[Dataset entries]
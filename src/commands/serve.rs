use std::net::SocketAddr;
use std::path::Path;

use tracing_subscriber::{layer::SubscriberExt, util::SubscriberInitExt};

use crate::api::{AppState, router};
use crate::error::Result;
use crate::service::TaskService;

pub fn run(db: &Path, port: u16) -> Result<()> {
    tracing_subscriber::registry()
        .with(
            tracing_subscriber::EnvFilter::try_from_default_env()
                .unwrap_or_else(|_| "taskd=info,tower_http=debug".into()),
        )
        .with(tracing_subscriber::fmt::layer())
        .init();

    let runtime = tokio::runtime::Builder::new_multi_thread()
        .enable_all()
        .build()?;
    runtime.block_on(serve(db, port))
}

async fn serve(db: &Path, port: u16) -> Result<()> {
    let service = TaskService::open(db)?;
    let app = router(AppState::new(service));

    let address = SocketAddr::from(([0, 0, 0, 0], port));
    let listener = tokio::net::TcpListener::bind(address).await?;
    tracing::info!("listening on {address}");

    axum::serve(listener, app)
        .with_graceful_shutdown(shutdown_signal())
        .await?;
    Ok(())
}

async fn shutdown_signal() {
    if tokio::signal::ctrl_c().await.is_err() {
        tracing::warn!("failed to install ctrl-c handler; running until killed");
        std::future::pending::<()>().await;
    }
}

==

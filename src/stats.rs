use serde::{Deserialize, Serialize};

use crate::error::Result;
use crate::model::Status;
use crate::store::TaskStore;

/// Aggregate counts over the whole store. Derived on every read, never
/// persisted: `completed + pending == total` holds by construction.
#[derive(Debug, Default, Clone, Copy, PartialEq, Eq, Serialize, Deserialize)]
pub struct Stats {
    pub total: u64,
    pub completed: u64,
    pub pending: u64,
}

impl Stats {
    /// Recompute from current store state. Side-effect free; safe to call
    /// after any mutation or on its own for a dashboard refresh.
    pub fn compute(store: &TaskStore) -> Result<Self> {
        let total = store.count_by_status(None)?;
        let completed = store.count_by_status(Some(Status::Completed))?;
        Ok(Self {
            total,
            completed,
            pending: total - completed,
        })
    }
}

### ACTIVITY:
Filter the entries down to the lines that hold "Path". Copy those lines.

### ANSWER TO THIS TASK:
use std::path::Path;
pub fn run(db: &Path, port: u16) -> Result<()> {
async fn serve(db: &Path, port: u16) -> Result<()> {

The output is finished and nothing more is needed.